最近在想，要不要把这篇文章翻译出来，不过，深知自己的水平还是有限的，怕到时失去了原味。等下星期比较有空了，再来试试看吧。原文也开始真正的进入主题了。好了，不说废话，进入原文。

Step 7Cube size and IO port requirements

To drive a LED cube, you need two sets of IO ports. One to source all the LED anode columns, and one to sink all the cathode layers.

For the anode side of the cube, you'll need x^2 IO ports, where x^3 is the size of your LED cube. For an 8x8x8 (x=8), you need 64 IO ports to drive the LED anodes. (8x8). You also need 8 IO ports to drive the cathodes.

Keep in mind that the number of IO ports will increase exponentially. So will the number of LEDs. You can see a list of IO pin requirement for different cube sizes in table 1.

For a small LED cube, 3x3x3 or 4x4x4, you might get away with connecting the cathode layers directly to a micro controller IO pin. For a larger cube however, the current going through this pin will be too high. For an 8x8x8 LED cube with only 10mA per LED, you need to switch 0.64 Ampere. See table 2 for an overview of power requirements for a LED layer of different sizes. This table shows the current draw with all LEDs on.

If you are planning to build a larger cube than 8x8x8 or running each LED at more than 10-ish mA, remember to take into consideration that your layer transistors must be able to handle that load.

Step 8IO port expansion, more multiplexing

We gathered from the last step that an 8x8x8 LED cube requires 64+8 IO lines to operate. No AVR micro controller with a DIP package (the kind of through hole chip you can easily solder or use in a breadboard, Dual Inline Package) have that many IO lines available.

To get get the required 64 output lines needed for the LED anodes, we will create a simple multiplexer circuit. This circuit will multiplex 11 IO lines into 64 output lines.

The multiplexer is built by using a component called a latch or a flip-flop. We will call them latches from here on.

This multiplexer uses an 8 bit latch IC called 74HC574. This chip has the following pins:

• 8 inputs (D0-7)
• 8 outputs (Q0-7)
• 1 "latch" pin (CP)
• 1 output enable pin (OE)

The job of the latch is to serve as a kind of simple memory. The latch can hold 8 bits of information, and these 8 bits are represented on the output pins. Consider a latch with an LED connected to output Q0. To turn this LED on, apply V+ (1) to input D0, then pull the CP pin low (GND), then high (V+).

When the CP pin changes from low to high, the state of the input D0 is "latched" onto the output Q0, and this output stays in that state regardless of future changes in the status of input D0, until new data is loaded by pulling the CP pin low and high again.
To make a latch array that can remember the on/off state of 64 LEDs we need 8 of these latches. The inputs D0-7 of all the latches are connected together in an 8 bit bus.

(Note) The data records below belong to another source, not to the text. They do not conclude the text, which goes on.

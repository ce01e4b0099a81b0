//! Crawler coordinator - main crawl orchestration logic
//!
//! This module contains the crawl loop that ties the pieces together:
//! - Validating seeds and preparing the store
//! - Walking the frontier breadth-first within each domain's depth budget
//! - Applying the whitelist before any request is made
//! - Fetching, extracting and storing pages, pausing after every request
//! - Reporting what the run did

use crate::config::Config;
use crate::crawler::delay::{FixedDelay, Politeness};
use crate::crawler::extractor::extract;
use crate::crawler::fetcher::{FetchResult, Fetcher, HttpFetcher};
use crate::crawler::frontier::{Frontier, FrontierEntry};
use crate::crawler::parser::extract_links;
use crate::storage::{DocumentStore, UrlRecord};
use crate::url::{extract_domain, parse_seed, Whitelist};
use crate::{Result, ScholarError};
use serde::Serialize;
use std::sync::Arc;
use std::time::Duration;

/// Pages whose extracted text is shorter than this are not stored
pub const DEFAULT_MIN_TEXT_CHARS: usize = 600;

/// Pause used when none is configured
const DEFAULT_POLITENESS_DELAY: Duration = Duration::from_millis(500);

/// Summary of one crawl run
#[derive(Debug, Clone, Copy, Default, PartialEq, Eq, Serialize)]
pub struct CrawlReport {
    /// Documents written to the index
    pub stored: usize,

    /// URLs taken from the frontier and processed
    pub visited: usize,

    /// URLs refused by the whitelist
    pub rejected: usize,

    /// Fetches that produced no HTML
    pub failed: usize,

    /// HTML pages with too little main text
    pub thin: usize,
}

/// Breadth-first crawler bound to one whitelist and one store
pub struct Crawler {
    whitelist: Arc<Whitelist>,
    store: Arc<dyn DocumentStore>,
    fetcher: Arc<dyn Fetcher>,
    politeness: Arc<dyn Politeness>,
    min_text_chars: usize,
}

impl Crawler {
    /// Creates a crawler with the default politeness delay and text minimum
    pub fn new(
        whitelist: Arc<Whitelist>,
        store: Arc<dyn DocumentStore>,
        fetcher: Arc<dyn Fetcher>,
    ) -> Self {
        Self {
            whitelist,
            store,
            fetcher,
            politeness: Arc::new(FixedDelay::new(DEFAULT_POLITENESS_DELAY)),
            min_text_chars: DEFAULT_MIN_TEXT_CHARS,
        }
    }

    /// Replaces the pause taken after each fetch
    pub fn with_politeness(mut self, politeness: Arc<dyn Politeness>) -> Self {
        self.politeness = politeness;
        self
    }

    pub fn with_min_text_chars(mut self, min_text_chars: usize) -> Self {
        self.min_text_chars = min_text_chars;
        self
    }

    /// Builds an HTTP crawler from a loaded configuration
    ///
    /// # Returns
    ///
    /// * `Ok(Crawler)` - Whitelist compiled and HTTP client built
    /// * `Err(ScholarError)` - Bad allow pattern or client construction failure
    pub fn from_config(config: &Config, store: Arc<dyn DocumentStore>) -> Result<Self> {
        let whitelist = Whitelist::from_sites(&config.sites)?;
        let fetcher = HttpFetcher::new(
            &config.user_agent,
            Duration::from_secs(config.crawler.fetch_timeout_secs),
        )?;

        Ok(Self::new(Arc::new(whitelist), store, Arc::new(fetcher))
            .with_politeness(Arc::new(FixedDelay::from_millis(
                config.crawler.politeness_delay_ms,
            )))
            .with_min_text_chars(config.crawler.min_text_chars))
    }

    /// Crawls outward from the seeds, tagging stored pages with `topic`
    ///
    /// Stops when the frontier is exhausted or `max_pages` documents have
    /// been stored. Problems with individual pages (rejections, HTTP errors,
    /// thin content, storage failures) are logged and skipped.
    ///
    /// # Returns
    ///
    /// * `Ok(CrawlReport)` - The crawl ran; `stored` is the number of documents written
    /// * `Err(ScholarError)` - No seeds, an invalid seed, or the store is unusable
    pub async fn crawl(&self, seeds: &[String], topic: &str, max_pages: usize) -> Result<CrawlReport> {
        if seeds.is_empty() {
            return Err(ScholarError::InvalidInput(
                "at least one seed URL is required".to_string(),
            ));
        }

        let seed_urls = seeds
            .iter()
            .map(|seed| parse_seed(seed))
            .collect::<std::result::Result<Vec<_>, _>>()?;

        self.store.ensure_schema()?;

        tracing::info!(
            "Starting crawl: {} seed(s), topic '{}', page budget {}",
            seed_urls.len(),
            topic,
            max_pages
        );

        let mut frontier = Frontier::seeded(seed_urls);
        let mut report = CrawlReport::default();

        while report.stored < max_pages {
            let Some(entry) = frontier.pop() else {
                tracing::info!("Frontier is empty, crawl complete");
                break;
            };

            if !frontier.mark_visited(&entry.url) {
                continue;
            }

            self.process_url(entry, topic, &mut frontier, &mut report)
                .await;
        }
        report.visited = frontier.visited_count();

        tracing::info!(
            "Crawl finished: stored {} of {} visited ({} rejected, {} failed, {} thin)",
            report.stored,
            report.visited,
            report.rejected,
            report.failed,
            report.thin
        );

        Ok(report)
    }

    /// Handles one dequeued URL
    async fn process_url(
        &self,
        entry: FrontierEntry,
        topic: &str,
        frontier: &mut Frontier,
        report: &mut CrawlReport,
    ) {
        let FrontierEntry { url, depth } = entry;

        let Some(domain) = extract_domain(&url) else {
            report.rejected += 1;
            return;
        };

        if !self.whitelist.is_allowed(&url) {
            tracing::debug!("Rejected by whitelist: {}", url);
            report.rejected += 1;
            return;
        }

        tracing::debug!("Fetching {} (depth {})", url, depth);
        let result = self.fetcher.fetch(&url).await;

        if let Some(status) = result.status_code() {
            let mut record = UrlRecord::fetched_now(url.as_str(), &domain, topic, status);
            if let FetchResult::Html {
                etag,
                last_modified,
                ..
            } = &result
            {
                record.etag = etag.clone();
                record.last_modified = last_modified.clone();
            }

            if let Err(e) = self.store.upsert_url(&record) {
                tracing::warn!("Failed to record fetch of {}: {}", url, e);
            }
        }

        self.politeness.pause().await;

        let (final_url, body) = match result {
            FetchResult::Html {
                final_url, body, ..
            } => (final_url, body),
            FetchResult::HttpError { status_code } => {
                tracing::debug!("HTTP {} for {}", status_code, url);
                report.failed += 1;
                return;
            }
            FetchResult::ContentMismatch { content_type, .. } => {
                tracing::debug!("Skipping non-HTML content '{}' at {}", content_type, url);
                report.failed += 1;
                return;
            }
            FetchResult::NetworkError { error } => {
                tracing::debug!("Fetch failed for {}: {}", url, error);
                report.failed += 1;
                return;
            }
        };

        let Some(page) = extract(&body, &url) else {
            tracing::debug!("No main content at {}", url);
            report.thin += 1;
            return;
        };

        let text_chars = page.text.chars().count();
        if text_chars < self.min_text_chars {
            tracing::debug!(
                "Too little text at {} ({} < {} chars)",
                url,
                text_chars,
                self.min_text_chars
            );
            report.thin += 1;
            return;
        }

        // Validators recorded with the fetch survive: a conflict only refreshes
        // fetched_at and status
        let record = UrlRecord::fetched_now(url.as_str(), &domain, topic, 200);
        match self.store.store_page(&record, &page.title, &page.text) {
            Ok(()) => {
                report.stored += 1;
                tracing::info!("Stored [{}] {} ({} chars)", report.stored, url, text_chars);
            }
            Err(e) => {
                tracing::warn!("Failed to store {}: {}", url, e);
                return;
            }
        }

        if depth < self.whitelist.depth_budget(&domain) {
            let mut queued = 0;
            for link in extract_links(&body, &final_url) {
                let same_host = extract_domain(&link).as_deref() == Some(domain.as_str());
                if same_host && !frontier.is_visited(&link) {
                    frontier.push(link, depth + 1);
                    queued += 1;
                }
            }
            tracing::debug!("Queued {} link(s) from {}", queued, url);
        }
    }
}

To load the on/off states of all the 64 LEDs we simply do this: Load the data of the first latch onto the bus. pull the CP pin of the first latch low then high. Load the data of the second latch onto the bus. pull the CP pin of the second latch low then high. Load the data of the third latch onto the bus. pull the CP pin of the third latch low then high. Rinse and repeat.

The only problem with this setup is that we need 8 IO lines to control the CP line for each latch. The solution is to use a 74HC138. This IC has 3 input lines and 8 outputs. The input lines are used to control which of the 8 output lines that will be pulled low at any time. The rest will be high. Each out the outputs on the 74HC138 is connected to the CP pin on one of the latches.

The following pseudo-code will load the contents of a buffer array onto the latch array:

// PORT A = data bus
// PORT B = address bus (74HC138)
// char buffer[8] holds 64 bits of data for the latch array

PORTB = 0x00; // This pulls CP on latch 1 low.
for (i=0; i < 8; i++)
{

PORTA = buffer[i];
PORTB = i+1;

}

The outputs of the 74HC138 are active LOW. That means that the output that is active is pulled LOW. The latch pin (CP) on the latch is a rising edge trigger, meaning that the data is latched when it changes from LOW to HIGH. To trigger the right latch, the 74HC138 needs to stay one step ahead of the counter i. If it had been an active HIGH chip, we could write PORTB = i; You are probably thinking, what happens when the counter reaches 7, that would mean that the output on PORTB is 8 (1000 binary)on the last iteration of the for() loop. Only the first 8 bits of PORT B are connected to the 74HC138. So when port B outputs 8 or 1000 in binary, the 74HC138 reads 000 in binary, thus completing its cycle. (it started at 0). The 74HC138 now outputs the following sequence: 1 2 3 4 5 6 7 0, thus giving a change from LOW to HIGH for the current latch according to counter i.